Just As I Thought

Lies and the Presidents who tell them

A book report in today’s Post reviews The Lies of George Bush: Mastering the Politics of Deception.

George Washington, at least according to Parson Weems, never told a lie. Subsequent presidents, as David Corn admits, have not always lived up to his standard. In a rich gallery of examples, we remember Lyndon Johnson (the Gulf of Tonkin), Richard Nixon (“I am not a crook”), Ronald Reagan (“I did not trade arms for hostages”), George H.W. Bush (“Read my lips: no new taxes”) and, of course, Bill Clinton (“I did not have sexual relations with that woman”).

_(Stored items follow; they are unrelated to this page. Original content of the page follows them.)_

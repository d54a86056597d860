use crate::{
    entry_point::EntryPoint,
    name::{InvalidOpName, OpName},
    perform::{Construct, Perform},
    MissingOperation,
};

/// The immutable output of the adapter factory: which operation the
/// generated entry points invoke after construction.
///
/// A spec is created once, never mutated, and then used to produce entry
/// points or standalone callables for any number of target types. Building
/// the same spec twice yields two distinct but equal values; behavior is the
/// only guarantee, not identity.
///
/// # Example
///
/// ```
/// use opcall_core::{AdapterSpec, OpName};
///
/// let conventional = AdapterSpec::new();
/// assert!(conventional.is_conventional());
///
/// let from_text = AdapterSpec::with_operation("format")?;
/// let from_name = AdapterSpec::from_name(OpName::from_static("format"));
/// assert_eq!(from_text, from_name);
/// # Ok::<(), opcall_core::InvalidOpName>(())
/// ```
#[derive(Debug, Clone, PartialEq, Eq)]
pub struct AdapterSpec {
    operation: OpName,
}

impl AdapterSpec {
    /// Creates a spec for the conventional `call` operation.
    #[must_use]
    pub const fn new() -> Self {
        Self {
            operation: OpName::CALL,
        }
    }

    /// Creates a spec from an operation name given as text, normalizing it
    /// at this boundary.
    ///
    /// # Errors
    ///
    /// Returns [`InvalidOpName`] if the text does not normalize to an
    /// identifier.
    pub fn with_operation(name: impl AsRef<str>) -> Result<Self, InvalidOpName> {
        Ok(Self {
            operation: OpName::new(name)?,
        })
    }

    /// Creates a spec from an operation name already in identifier form.
    #[must_use]
    pub fn from_name(operation: OpName) -> Self {
        Self { operation }
    }

    /// The operation the generated entry points invoke.
    #[must_use]
    pub fn operation(&self) -> &OpName {
        &self.operation
    }

    /// Whether this spec designates the conventional `call` operation.
    #[must_use]
    pub fn is_conventional(&self) -> bool {
        self.operation.is_conventional()
    }

    /// Produces an entry point for `T` that constructs an instance from
    /// forwarded arguments and invokes this spec's operation on it.
    #[must_use]
    pub fn entry_point<T>(&self) -> EntryPoint<T>
    where
        T: Construct + Perform,
    {
        EntryPoint::of(self.operation.clone())
    }

    /// Produces a standalone callable with the same construct-then-invoke
    /// behavior as the entry point, usable wherever a plain function value
    /// is expected.
    ///
    /// Each call returns a fresh closure; two callables from equal specs are
    /// behaviorally equivalent but not the same value.
    pub fn as_callable<T>(&self) -> impl Fn(T::Args) -> Result<T::Output, MissingOperation>
    where
        T: Construct + Perform,
    {
        self.entry_point::<T>().into_fn()
    }
}

impl Default for AdapterSpec {
    fn default() -> Self {
        Self::new()
    }
}

#[cfg(test)]
mod tests {
    use super::*;

    #[test]
    fn defaults_to_the_conventional_operation() {
        assert_eq!(*AdapterSpec::new().operation(), "call");
        assert_eq!(AdapterSpec::default(), AdapterSpec::new());
    }

    #[test]
    fn repeated_builds_are_equal_but_independent() {
        let first = AdapterSpec::new();
        let second = AdapterSpec::new();
        assert_eq!(first, second);
    }

    #[test]
    fn text_and_symbolic_names_build_equivalent_specs() {
        let from_text = AdapterSpec::with_operation("format").unwrap();
        let from_name = AdapterSpec::from_name(OpName::from_static("format"));

        assert_eq!(from_text, from_name);
        assert!(!from_text.is_conventional());
    }

    #[test]
    fn rejects_invalid_operation_text() {
        assert!(AdapterSpec::with_operation("not an ident").is_err());
    }
}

It is Corn’s contention, however, that George W. Bush not only knows how to lie but has done it on a grander scale, deliberately, systematically and to good effect, ever since he entered politics, and before that, too. “George Bush is a liar,” he begins. “He has lied large and small. He has lied directly and by omission. He has misstated facts, knowingly or not. He has misled. He has broken promises, been unfaithful to political vows. Through his campaign for the presidency and his first years in the White House, he has mugged the truth — not merely in honest error, but deliberately, consistently, and repeatedly to advance his career and his agenda.”

The book lists such untruths as:

On the home front, the president has systematically advocated tax cuts as if they would make a real difference to broad swaths of the American people. In reality, as Corn and many others have shown, their benefits will go overwhelmingly to a small percentage at the top of the economic tree. For example, the proposed tax cuts would give more than $93,000 to a family with a million-dollar income, while half of all taxpayers would receive $100 or less. According to the Financial Times, the stimulus the cuts can be expected to give to the economy would be “negligible.” When this is pointed out, the president and his men mutter reflexively about “class war.”

In individual cases, Bush’s misrepresentation of the impact of legislation verges on the absurd. For example, he boasted that he would “eliminate the death tax” (the Republican phrase for estate tax) “to keep family farms in the family.” The picture is of weeping towheaded kids evicted by agents of an unfeeling bureaucracy from crimson-painted homesteads amid the cottonwoods. But under current laws a farm couple can pass on a farm worth more than $4 million untaxed if their heirs continue to work it for 10 years. The IRS states that “almost no working farmers” owe any estate tax. Even such a farmer-friendly outfit as the American Farm Bureau cannot cite a single example of a farm sold because of estate tax. Politics, not agrarian distress, lay behind this myth.

… More generally, the president and key officials in his administration have shuffled and equivocated in almost all they have said about the decision to invade Iraq. It is clear that decision was taken long before Sept. 11, 2001. It seems to have been taken not because Saddam Hussein had weapons of mass destruction (as it now appears he did not, at least when the war began) or because he might pass them to al Qaeda (with whom he was on the worst of terms), or even because he was a vicious tyrant — that, after all, had not stopped the United States from tilting toward him in 1983 — but to fit in with what looks like a naive neoconservative dream that war in Iraq would produce a peaceful, democratic Middle East.

The review concludes with an indictment of the culture of lies — and the “journalistic” book industry that has sprung up to exploit it. It’s only to be expected as a backlash to the constant control of message and information that the people in power have learned to exert.